* EXERCISE AIM
Among the entries, find the lines with the string "payload" and copy them.

* PROVIDED RECORDS
........
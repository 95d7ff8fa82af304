//! Ordered parallel execution of chunk tasks.
//!
//! The coordinator runs on the calling thread. It reads chunks from a [`TableSource`], hands them
//! to a rayon pool, and passes finished chunks to the caller strictly in ordinal order. Chunks
//! that finish early wait in a reorder buffer whose size is bounded by the in-flight window.
//!
//! A job-level failure, an external cancellation, or a timeout stops dispatch at once. Tasks that
//! have not started yet skip their work; running ones are waited for up to the grace period and
//! then abandoned.

use std::any::Any;
use std::collections::BTreeMap;
use std::panic::{self, AssertUnwindSafe};
use std::sync::Arc;
use std::sync::atomic::{AtomicBool, Ordering};
use std::sync::mpsc::{self, Receiver, RecvTimeoutError, Sender};
use std::time::{Duration, Instant};

use rayon::ThreadPool;

use crate::error::{JobError, JobResult};
use crate::source::TableSource;
use crate::types::Chunk;

use super::cancel::CancellationToken;
use super::observer::{ExecutionEvent, ExecutionMetrics, ExecutionObserver};
use super::processor::{ProcessedChunk, RowFailure};

/// Upper bound on how long the coordinator blocks before re-checking cancellation and timeout.
const POLL_INTERVAL: Duration = Duration::from_millis(20);

/// Run limits for one coordinated execution.
#[derive(Debug, Clone, Copy, PartialEq, Eq)]
pub struct CoordinatorOptions {
    /// Bound on `dispatched - emitted`.
    pub max_in_flight_chunks: usize,
    pub timeout: Option<Duration>,
    pub cancel_grace_period: Duration,
    pub max_recorded_row_failures: usize,
}

impl Default for CoordinatorOptions {
    fn default() -> Self {
        Self {
            max_in_flight_chunks: 1,
            timeout: None,
            cancel_grace_period: Duration::from_secs(5),
            max_recorded_row_failures: 1_000,
        }
    }
}

/// What a completed run produced.
#[derive(Debug, Clone, Default, PartialEq, Eq)]
pub struct RunSummary {
    pub chunks_emitted: usize,
    pub rows_emitted: u64,
    pub row_failure_count: u64,
    /// The first `max_recorded_row_failures` failures, in emission order.
    pub row_failures: Vec<RowFailure>,
}

impl RunSummary {
    fn record(&mut self, done: ProcessedChunk, cap: usize) {
        self.chunks_emitted += 1;
        self.rows_emitted += done.chunk.row_count() as u64;
        self.row_failure_count += done.failures.len() as u64;
        let room = cap.saturating_sub(self.row_failures.len());
        self.row_failures.extend(done.failures.into_iter().take(room));
    }
}

enum TaskOutcome {
    Done(JobResult<ProcessedChunk>),
    Panicked(String),
    Skipped,
}

type TaskMessage = (usize, TaskOutcome);

/// Dispatches chunk tasks onto a worker pool and reassembles their results in order.
pub struct Coordinator<'a> {
    pool: &'a ThreadPool,
    options: CoordinatorOptions,
    observer: Option<Arc<dyn ExecutionObserver>>,
    metrics: Arc<ExecutionMetrics>,
    timed_from: Option<Instant>,
}

impl<'a> Coordinator<'a> {
    pub fn new(pool: &'a ThreadPool, options: CoordinatorOptions, metrics: Arc<ExecutionMetrics>) -> Self {
        Self {
            pool,
            options,
            observer: None,
            metrics,
            timed_from: None,
        }
    }

    /// Measure the timeout from `started` instead of from the start of [`Coordinator::run`], so
    /// work done before the run counts against it.
    pub fn timed_from(mut self, started: Instant) -> Self {
        self.timed_from = Some(started);
        self
    }

    pub fn with_observer(mut self, observer: Option<Arc<dyn ExecutionObserver>>) -> Self {
        self.observer = observer;
        self
    }

    /// Drain `source`, run `task` on every chunk in the pool, and call `emit` with each result in
    /// ordinal order.
    ///
    /// Ordinals are assigned in read order. The first job-level error wins; `emit` is never called
    /// again after it.
    pub fn run<T, F>(
        &self,
        source: &mut dyn TableSource,
        task: Arc<T>,
        cancel: &CancellationToken,
        mut emit: F,
    ) -> JobResult<RunSummary>
    where
        T: Fn(Chunk) -> JobResult<ProcessedChunk> + Send + Sync + 'static,
        F: FnMut(&Chunk) -> JobResult<()>,
    {
        if self.options.max_in_flight_chunks == 0 {
            return Err(JobError::InvalidOptions {
                message: "max_in_flight_chunks must be > 0".to_string(),
            });
        }

        self.metrics.begin_run();
        notify(
            self.observer.as_deref(),
            &ExecutionEvent::RunStarted {
                workers: self.pool.current_num_threads(),
                max_in_flight_chunks: self.options.max_in_flight_chunks,
            },
        );

        let began = Instant::now();
        let (tx, rx) = mpsc::channel();
        let mut run = Run {
            coordinator: self,
            task,
            cancel,
            started: self.timed_from.unwrap_or(began),
            stop: Arc::new(AtomicBool::new(false)),
            tx,
            rx,
            dispatched: 0,
            emitted: 0,
            in_flight: 0,
            exhausted: false,
            prefetched: None,
            pending: BTreeMap::new(),
            summary: RunSummary::default(),
        };

        let result = run.drive(source, &mut emit);
        let elapsed = began.elapsed();
        match result {
            Ok(()) => {
                self.metrics.end_run(elapsed);
                notify(
                    self.observer.as_deref(),
                    &ExecutionEvent::RunFinished {
                        elapsed,
                        metrics: self.metrics.snapshot(),
                    },
                );
                Ok(run.summary)
            }
            Err(err) => {
                run.stop.store(true, Ordering::SeqCst);
                let abandoned = run.drain();
                self.metrics.end_run(began.elapsed());
                notify(
                    self.observer.as_deref(),
                    &ExecutionEvent::RunAborted {
                        reason: err.to_string(),
                        abandoned_chunks: abandoned,
                    },
                );
                Err(err)
            }
        }
    }
}

/// Mutable state of one [`Coordinator::run`] call.
struct Run<'r, T> {
    coordinator: &'r Coordinator<'r>,
    task: Arc<T>,
    cancel: &'r CancellationToken,
    /// Origin of the timeout clock.
    started: Instant,
    stop: Arc<AtomicBool>,
    tx: Sender<TaskMessage>,
    rx: Receiver<TaskMessage>,

    dispatched: usize,
    emitted: usize,
    /// Tasks spawned whose message has not been received yet.
    in_flight: usize,
    exhausted: bool,
    prefetched: Option<Chunk>,
    pending: BTreeMap<usize, ProcessedChunk>,
    summary: RunSummary,
}

impl<T> Run<'_, T>
where
    T: Fn(Chunk) -> JobResult<ProcessedChunk> + Send + Sync + 'static,
{
    fn drive(&mut self, source: &mut dyn TableSource, emit: &mut dyn FnMut(&Chunk) -> JobResult<()>) -> JobResult<()> {
        loop {
            self.check_limits()?;
            self.fill_window(source)?;

            if self.exhausted && self.prefetched.is_none() && self.in_flight == 0 && self.pending.is_empty() {
                return Ok(());
            }

            let window_full = self.dispatched - self.emitted >= self.coordinator.options.max_in_flight_chunks;
            let waited = Instant::now();
            match self.rx.recv_timeout(self.poll_interval()) {
                Ok((ordinal, outcome)) => {
                    self.accept(ordinal, outcome)?;
                    self.emit_ready(emit)?;
                }
                Err(RecvTimeoutError::Timeout) => {}
                Err(RecvTimeoutError::Disconnected) => {
                    return Err(JobError::Chunk {
                        chunk: self.emitted,
                        message: "worker result channel closed".to_string(),
                    });
                }
            }
            if window_full {
                let duration = waited.elapsed();
                self.coordinator.metrics.on_throttle_wait(duration);
                notify(
                    self.coordinator.observer.as_deref(),
                    &ExecutionEvent::ThrottleWaited { duration },
                );
            }
        }
    }

    fn check_limits(&self) -> JobResult<()> {
        if self.cancel.is_cancelled() {
            return Err(JobError::Cancelled);
        }
        if let Some(limit) = self.coordinator.options.timeout {
            let elapsed = self.started.elapsed();
            if elapsed >= limit {
                return Err(JobError::Timeout { elapsed });
            }
        }
        Ok(())
    }

    fn poll_interval(&self) -> Duration {
        match self.coordinator.options.timeout {
            Some(limit) => POLL_INTERVAL.min(limit.saturating_sub(self.started.elapsed())),
            None => POLL_INTERVAL,
        }
    }

    /// Dispatch until the window is full, then read one chunk ahead while workers are busy.
    fn fill_window(&mut self, source: &mut dyn TableSource) -> JobResult<()> {
        while self.dispatched - self.emitted < self.coordinator.options.max_in_flight_chunks {
            let Some(chunk) = self.next_chunk(source)? else {
                break;
            };
            self.dispatch(chunk);
        }
        if !self.exhausted && self.prefetched.is_none() {
            self.prefetched = self.read(source)?;
        }
        Ok(())
    }

    fn next_chunk(&mut self, source: &mut dyn TableSource) -> JobResult<Option<Chunk>> {
        match self.prefetched.take() {
            Some(chunk) => Ok(Some(chunk)),
            None => self.read(source),
        }
    }

    fn read(&mut self, source: &mut dyn TableSource) -> JobResult<Option<Chunk>> {
        if self.exhausted {
            return Ok(None);
        }
        let chunk = source.next_chunk()?;
        if chunk.is_none() {
            self.exhausted = true;
        }
        Ok(chunk)
    }

    fn dispatch(&mut self, mut chunk: Chunk) {
        let ordinal = self.dispatched;
        chunk.ordinal = ordinal;
        self.dispatched += 1;
        self.in_flight += 1;

        let observer = self.coordinator.observer.clone();
        notify(
            observer.as_deref(),
            &ExecutionEvent::ChunkDispatched {
                ordinal,
                row_count: chunk.row_count(),
            },
        );

        let task = Arc::clone(&self.task);
        let metrics = Arc::clone(&self.coordinator.metrics);
        let stop = Arc::clone(&self.stop);
        let tx = self.tx.clone();
        self.coordinator.pool.spawn(move || {
            if stop.load(Ordering::SeqCst) {
                let _ = tx.send((ordinal, TaskOutcome::Skipped));
                return;
            }

            metrics.on_chunk_start();
            notify(
                observer.as_deref(),
                &ExecutionEvent::ChunkStarted {
                    ordinal,
                    first_row: chunk.first_row,
                    row_count: chunk.row_count(),
                },
            );
            let result = panic::catch_unwind(AssertUnwindSafe(|| (*task)(chunk)));
            metrics.on_chunk_end();

            let outcome = match result {
                Ok(Ok(done)) => {
                    metrics.on_rows_processed(done.chunk.row_count(), done.failures.len());
                    notify(
                        observer.as_deref(),
                        &ExecutionEvent::ChunkFinished {
                            ordinal,
                            output_rows: done.chunk.row_count(),
                            row_failures: done.failures.len(),
                        },
                    );
                    TaskOutcome::Done(Ok(done))
                }
                Ok(Err(err)) => TaskOutcome::Done(Err(err)),
                Err(payload) => TaskOutcome::Panicked(panic_message(payload.as_ref())),
            };
            // The receiver is gone once an aborted run stops waiting.
            let _ = tx.send((ordinal, outcome));
        });
    }

    fn accept(&mut self, ordinal: usize, outcome: TaskOutcome) -> JobResult<()> {
        self.in_flight -= 1;
        match outcome {
            TaskOutcome::Done(Ok(done)) => {
                self.pending.insert(ordinal, done);
                self.coordinator.metrics.on_buffered(self.pending.len());
                Ok(())
            }
            TaskOutcome::Done(Err(err)) => Err(err),
            TaskOutcome::Panicked(message) => Err(JobError::WorkerPanicked { chunk: ordinal, message }),
            TaskOutcome::Skipped => Err(JobError::Chunk {
                chunk: ordinal,
                message: "chunk was skipped".to_string(),
            }),
        }
    }

    fn emit_ready(&mut self, emit: &mut dyn FnMut(&Chunk) -> JobResult<()>) -> JobResult<()> {
        while let Some(done) = self.pending.remove(&self.emitted) {
            emit(&done.chunk)?;
            let rows = done.chunk.row_count();
            self.summary
                .record(done, self.coordinator.options.max_recorded_row_failures);
            self.coordinator.metrics.on_chunk_emitted();
            notify(
                self.coordinator.observer.as_deref(),
                &ExecutionEvent::ChunkEmitted {
                    ordinal: self.emitted,
                    rows,
                },
            );
            self.emitted += 1;
        }
        Ok(())
    }

    /// Wait for in-flight tasks for at most the grace period. Returns how many were abandoned.
    fn drain(&mut self) -> usize {
        let deadline = Instant::now() + self.coordinator.options.cancel_grace_period;
        while self.in_flight > 0 {
            let remaining = deadline.saturating_duration_since(Instant::now());
            if remaining.is_zero() {
                break;
            }
            match self.rx.recv_timeout(remaining) {
                Ok(_) => self.in_flight -= 1,
                Err(_) => break,
            }
        }
        if self.in_flight > 0 {
            tracing::warn!(abandoned = self.in_flight, "abandoning in-flight chunks after grace period");
        }
        self.in_flight
    }
}

fn notify(observer: Option<&dyn ExecutionObserver>, event: &ExecutionEvent) {
    if let Some(o) = observer {
        o.on_event(event);
    }
}

fn panic_message(payload: &(dyn Any + Send)) -> String {
    if let Some(s) = payload.downcast_ref::<&str>() {
        (*s).to_string()
    } else if let Some(s) = payload.downcast_ref::<String>() {
        s.clone()
    } else {
        "unknown panic payload".to_string()
    }
}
........
* ANSWER TO THIS TASK
                Err(payload) => TaskOutcome::Panicked(panic_message(payload.as_ref())),
fn panic_message(payload: &(dyn Any + Send)) -> String {
    if let Some(s) = payload.downcast_ref::<&str>() {
    } else if let Some(s) = payload.downcast_ref::<String>() {
        "unknown panic payload".to_string()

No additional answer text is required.